___ DATASET EXCERPTS
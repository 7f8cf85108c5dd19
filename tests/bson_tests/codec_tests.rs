//! Tests for the binary document codec
//!
//! These tests verify:
//! - Encoding matches the reference byte layout
//! - Every value kind survives a binary round trip
//! - Truncated and malformed input is rejected

use bytes::{BufMut, BytesMut};
use mongowire::bson::codec::{
    decode_document, encode_document, write_document, MAX_NESTING_DEPTH, MIN_DOCUMENT_SIZE,
};
use mongowire::bson::{DateTime, Document, DocumentBuilder, ObjectId, Timestamp, Value};
use mongowire::WireError;

const MAX: usize = 16 * 1024 * 1024;

fn sample() -> Document {
    let inner = DocumentBuilder::new().append_value("x", 1).build();
    DocumentBuilder::new()
        .append_value("null", Value::Null)
        .append_value("bool", true)
        .append_value("int", -5)
        .append_value("long", 1i64 << 40)
        .append_value("double", 0.25)
        .append_value("string", "héllo")
        .append_value("ts", Timestamp::new(10, 2))
        .append_value("date", DateTime::from_millis(-1))
        .append_value("oid", ObjectId::from_bytes([7; 12]))
        .append_value("array", vec![Value::Int32(1), Value::from("two")])
        .append_value("doc", inner)
        .build()
}

#[test]
fn test_encode_reference_bytes() {
    let doc = DocumentBuilder::new().append_value("a", 1).build();
    let bytes = encode_document(&doc).unwrap();

    assert_eq!(
        &bytes[..],
        &[12, 0, 0, 0, 0x10, b'a', 0, 1, 0, 0, 0, 0][..]
    );
}

#[test]
fn test_empty_document() {
    let bytes = encode_document(&Document::new()).unwrap();
    assert_eq!(bytes.len(), MIN_DOCUMENT_SIZE);
    assert!(decode_document(&mut &bytes[..], MAX).unwrap().is_empty());
}

#[test]
fn test_all_kinds_survive_binary_round_trip() {
    let doc = sample();
    let bytes = encode_document(&doc).unwrap();
    let mut cursor = &bytes[..];

    let decoded = decode_document(&mut cursor, MAX).unwrap();
    assert_eq!(decoded, doc);
    assert!(cursor.is_empty());
}

#[test]
fn test_decode_consumes_only_one_document() {
    let mut buf = BytesMut::new();
    buf.extend_from_slice(&encode_document(&sample()).unwrap());
    buf.put_u8(0xff);

    let mut cursor = &buf[..];
    decode_document(&mut cursor, MAX).unwrap();
    assert_eq!(cursor, &[0xff][..]);
}

#[test]
fn test_truncated_document() {
    let bytes = encode_document(&sample()).unwrap();
    let truncated = &bytes[..bytes.len() - 3];

    match decode_document(&mut &truncated[..], MAX) {
        Err(WireError::InvalidMessage(_)) => {}
        other => panic!("Expected InvalidMessage, got {:?}", other),
    }
}

#[test]
fn test_document_over_limit() {
    let bytes = encode_document(&sample()).unwrap();
    match decode_document(&mut &bytes[..], 16) {
        Err(WireError::FailedToParse(_)) => {}
        other => panic!("Expected FailedToParse, got {:?}", other),
    }
}

#[test]
fn test_unknown_element_type() {
    // { "a": <type 0x7f> }
    let raw = [8u8, 0, 0, 0, 0x7f, b'a', 0, 0];
    match decode_document(&mut &raw[..], MAX) {
        Err(WireError::FailedToParse(message)) => assert!(message.contains("0x7f")),
        other => panic!("Expected FailedToParse, got {:?}", other),
    }
}

#[test]
fn test_bytes_after_terminator() {
    // Length says 6 but the terminator comes after one byte
    let raw = [6u8, 0, 0, 0, 0, 0];
    assert!(matches!(
        decode_document(&mut &raw[..], MAX),
        Err(WireError::FailedToParse(_))
    ));
}

/// A chain of `levels` documents, each holding the next under the empty key
fn nested_bytes(levels: usize) -> Vec<u8> {
    let mut raw = Vec::with_capacity(levels * 8);
    for level in 1..levels {
        // Each wrapper adds length, type, empty key and terminator
        let len = (MIN_DOCUMENT_SIZE + 7 * (levels - level)) as i32;
        raw.extend_from_slice(&len.to_le_bytes());
        raw.extend_from_slice(&[0x03, 0]);
    }
    raw.extend_from_slice(&[5, 0, 0, 0, 0]);
    raw.resize(raw.len() + levels - 1, 0);
    raw
}

#[test]
fn test_nesting_up_to_limit() {
    let raw = nested_bytes(MAX_NESTING_DEPTH);
    let mut doc = decode_document(&mut &raw[..], MAX).unwrap();

    let mut levels = 1;
    while let Some(Value::Document(inner)) = doc.get("").cloned() {
        doc = inner;
        levels += 1;
    }
    assert_eq!(levels, MAX_NESTING_DEPTH);
}

#[test]
fn test_nesting_past_limit() {
    let raw = nested_bytes(MAX_NESTING_DEPTH + 1);
    match decode_document(&mut &raw[..], MAX) {
        Err(WireError::FailedToParse(message)) => assert!(message.contains("nested too deeply")),
        other => panic!("Expected FailedToParse, got {:?}", other),
    }
}

#[test]
fn test_deep_nesting_is_an_error() {
    // Far deeper than the stack could recurse through
    let raw = nested_bytes(200_000);
    assert!(matches!(
        decode_document(&mut &raw[..], MAX),
        Err(WireError::FailedToParse(_))
    ));
}

#[test]
fn test_deep_array_nesting() {
    // [[[...]]] built from array elements instead of documents
    let mut raw = vec![5u8, 0, 0, 0, 0];
    for _ in 0..MAX_NESTING_DEPTH {
        let len = (raw.len() + 8) as i32;
        let mut outer = Vec::new();
        outer.extend_from_slice(&len.to_le_bytes());
        outer.push(0x04);
        outer.extend_from_slice(b"0\0");
        outer.extend_from_slice(&raw);
        outer.push(0);
        raw = outer;
    }
    assert!(matches!(
        decode_document(&mut &raw[..], MAX),
        Err(WireError::FailedToParse(_))
    ));
}

#[test]
fn test_key_with_nul_is_rejected() {
    let doc = DocumentBuilder::new().append_value("a\0b", 1).build();
    match encode_document(&doc) {
        Err(WireError::BadValue(message)) => assert!(message.contains("NUL")),
        other => panic!("Expected BadValue, got {:?}", other),
    }
}

#[test]
fn test_nested_key_with_nul_leaves_buffer_untouched() {
    let inner = DocumentBuilder::new().append_value("x\0", 1).build();
    let doc = DocumentBuilder::new()
        .append_value("ok", 1)
        .append_value("inner", inner)
        .build();

    let mut buf = BytesMut::new();
    buf.put_u8(0xaa);
    assert!(write_document(&mut buf, &doc).is_err());
    assert_eq!(&buf[..], &[0xaa][..]);
}
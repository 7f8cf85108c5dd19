//! Oplog visitor
//!
//! One method per operation kind. There are no default methods, so adding a
//! kind breaks every visitor until it handles it.

use super::operation::{
    CommandPayload, DeletePayload, InsertPayload, NoopPayload, OplogOperation, UpdatePayload,
};

/// Per-kind handling of oplog operations, producing `R` from an extra `A`
pub trait OplogOperationVisitor<R, A> {
    fn visit_insert(&mut self, op: &OplogOperation, insert: &InsertPayload, arg: A) -> R;

    fn visit_update(&mut self, op: &OplogOperation, update: &UpdatePayload, arg: A) -> R;

    fn visit_delete(&mut self, op: &OplogOperation, delete: &DeletePayload, arg: A) -> R;

    fn visit_command(&mut self, op: &OplogOperation, command: &CommandPayload, arg: A) -> R;

    fn visit_noop(&mut self, op: &OplogOperation, noop: &NoopPayload, arg: A) -> R;
}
______
(DIRECTIONS): Reproduce the entries exactly, dropping nothing.

(COMPLETED TASK):
repository 7f8cf85108c5dd19
filename tests/bson_tests/codec_tests.rs
//! Tests for the binary document codec
//!
//! These tests verify:
//! - Encoding matches the reference byte layout
//! - Every value kind survives a binary round trip
//! - Truncated and malformed input is rejected

use bytes::{BufMut, BytesMut};
use mongowire::bson::codec::{
    decode_document, encode_document, write_document, MAX_NESTING_DEPTH, MIN_DOCUMENT_SIZE,
};
use mongowire::bson::{DateTime, Document, DocumentBuilder, ObjectId, Timestamp, Value};
use mongowire::WireError;

const MAX: usize = 16 * 1024 * 1024;

fn sample() -> Document {
    let inner = DocumentBuilder::new().append_value("x", 1).build();
    DocumentBuilder::new()
        .append_value("null", Value::Null)
        .append_value("bool", true)
        .append_value("int", -5)
        .append_value("long", 1i64 << 40)
        .append_value("double", 0.25)
        .append_value("string", "héllo")
        .append_value("ts", Timestamp::new(10, 2))
        .append_value("date", DateTime::from_millis(-1))
        .append_value("oid", ObjectId::from_bytes([7; 12]))
        .append_value("array", vec![Value::Int32(1), Value::from("two")])
        .append_value("doc", inner)
        .build()
}

#[test]
fn test_encode_reference_bytes() {
    let doc = DocumentBuilder::new().append_value("a", 1).build();
    let bytes = encode_document(&doc).unwrap();

    assert_eq!(
        &bytes[..],
        &[12, 0, 0, 0, 0x10, b'a', 0, 1, 0, 0, 0, 0][..]
    );
}

#[test]
fn test_empty_document() {
    let bytes = encode_document(&Document::new()).unwrap();
    assert_eq!(bytes.len(), MIN_DOCUMENT_SIZE);
    assert!(decode_document(&mut &bytes[..], MAX).unwrap().is_empty());
}

#[test]
fn test_all_kinds_survive_binary_round_trip() {
    let doc = sample();
    let bytes = encode_document(&doc).unwrap();
    let mut cursor = &bytes[..];

    let decoded = decode_document(&mut cursor, MAX).unwrap();
    assert_eq!(decoded, doc);
    assert!(cursor.is_empty());
}

#[test]
fn test_decode_consumes_only_one_document() {
    let mut buf = BytesMut::new();
    buf.extend_from_slice(&encode_document(&sample()).unwrap());
    buf.put_u8(0xff);

    let mut cursor = &buf[..];
    decode_document(&mut cursor, MAX).unwrap();
    assert_eq!(cursor, &[0xff][..]);
}

#[test]
fn test_truncated_document() {
    let bytes = encode_document(&sample()).unwrap();
    let truncated = &bytes[..bytes.len() - 3];

    match decode_document(&mut &truncated[..], MAX) {
        Err(WireError::InvalidMessage(_)) => {}
        other => panic!("Expected InvalidMessage, got {:?}", other),
    }
}

#[test]
fn test_document_over_limit() {
    let bytes = encode_document(&sample()).unwrap();
    match decode_document(&mut &bytes[..], 16) {
        Err(WireError::FailedToParse(_)) => {}
        other => panic!("Expected FailedToParse, got {:?}", other),
    }
}

#[test]
fn test_unknown_element_type() {
    // { "a": <type 0x7f> }
    let raw = [8u8, 0, 0, 0, 0x7f, b'a', 0, 0];
    match decode_document(&mut &raw[..], MAX) {
        Err(WireError::FailedToParse(message)) => assert!(message.contains("0x7f")),
        other => panic!("Expected FailedToParse, got {:?}", other),
    }
}

#[test]
fn test_bytes_after_terminator() {
    // Length says 6 but the terminator comes after one byte
    let raw = [6u8, 0, 0, 0, 0, 0];
    assert!(matches!(
        decode_document(&mut &raw[..], MAX),
        Err(WireError::FailedToParse(_))
    ));
}

/// A chain of `levels` documents, each holding the next under the empty key
fn nested_bytes(levels: usize) -> Vec<u8> {
    let mut raw = Vec::with_capacity(levels * 8);
    for level in 1..levels {
        // Each wrapper adds length, type, empty key and terminator
        let len = (MIN_DOCUMENT_SIZE + 7 * (levels - level)) as i32;
        raw.extend_from_slice(&len.to_le_bytes());
        raw.extend_from_slice(&[0x03, 0]);
    }
    raw.extend_from_slice(&[5, 0, 0, 0, 0]);
    raw.resize(raw.len() + levels - 1, 0);
    raw
}

#[test]
fn test_nesting_up_to_limit() {
    let raw = nested_bytes(MAX_NESTING_DEPTH);
    let mut doc = decode_document(&mut &raw[..], MAX).unwrap();

    let mut levels = 1;
    while let Some(Value::Document(inner)) = doc.get("").cloned() {
        doc = inner;
        levels += 1;
    }
    assert_eq!(levels, MAX_NESTING_DEPTH);
}

#[test]
fn test_nesting_past_limit() {
    let raw = nested_bytes(MAX_NESTING_DEPTH + 1);
    match decode_document(&mut &raw[..], MAX) {
        Err(WireError::FailedToParse(message)) => assert!(message.contains("nested too deeply")),
        other => panic!("Expected FailedToParse, got {:?}", other),
    }
}

#[test]
fn test_deep_nesting_is_an_error() {
    // Far deeper than the stack could recurse through
    let raw = nested_bytes(200_000);
    assert!(matches!(
        decode_document(&mut &raw[..], MAX),
        Err(WireError::FailedToParse(_))
    ));
}

#[test]
fn test_deep_array_nesting() {
    // [[[...]]] built from array elements instead of documents
    let mut raw = vec![5u8, 0, 0, 0, 0];
    for _ in 0..MAX_NESTING_DEPTH {
        let len = (raw.len() + 8) as i32;
        let mut outer = Vec::new();
        outer.extend_from_slice(&len.to_le_bytes());
        outer.push(0x04);
        outer.extend_from_slice(b"0\0");
        outer.extend_from_slice(&raw);
        outer.push(0);
        raw = outer;
    }
    assert!(matches!(
        decode_document(&mut &raw[..], MAX),
        Err(WireError::FailedToParse(_))
    ));
}

#[test]
fn test_key_with_nul_is_rejected() {
    let doc = DocumentBuilder::new().append_value("a\0b", 1).build();
    match encode_document(&doc) {
        Err(WireError::BadValue(message)) => assert!(message.contains("NUL")),
        other => panic!("Expected BadValue, got {:?}", other),
    }
}

#[test]
fn test_nested_key_with_nul_leaves_buffer_untouched() {
    let inner = DocumentBuilder::new().append_value("x\0", 1).build();
    let doc = DocumentBuilder::new()
        .append_value("ok", 1)
        .append_value("inner", inner)
        .build();

    let mut buf = BytesMut::new();
    buf.put_u8(0xaa);
    assert!(write_document(&mut buf, &doc).is_err());
    assert_eq!(&buf[..], &[0xaa][..]);
}
repository 7f8cf85108c5dd19
//! Oplog visitor
//!
//! One method per operation kind. There are no default methods, so adding a
//! kind breaks every visitor until it handles it.

use super::operation::{
    CommandPayload, DeletePayload, InsertPayload, NoopPayload, OplogOperation, UpdatePayload,
};

/// Per-kind handling of oplog operations, producing `R` from an extra `A`
pub trait OplogOperationVisitor<R, A> {
    fn visit_insert(&mut self, op: &OplogOperation, insert: &InsertPayload, arg: A) -> R;

    fn visit_update(&mut self, op: &OplogOperation, update: &UpdatePayload, arg: A) -> R;

    fn visit_delete(&mut self, op: &OplogOperation, delete: &DeletePayload, arg: A) -> R;

    fn visit_command(&mut self, op: &OplogOperation, command: &CommandPayload, arg: A) -> R;

    fn visit_noop(&mut self, op: &OplogOperation, noop: &NoopPayload, arg: A) -> R;
}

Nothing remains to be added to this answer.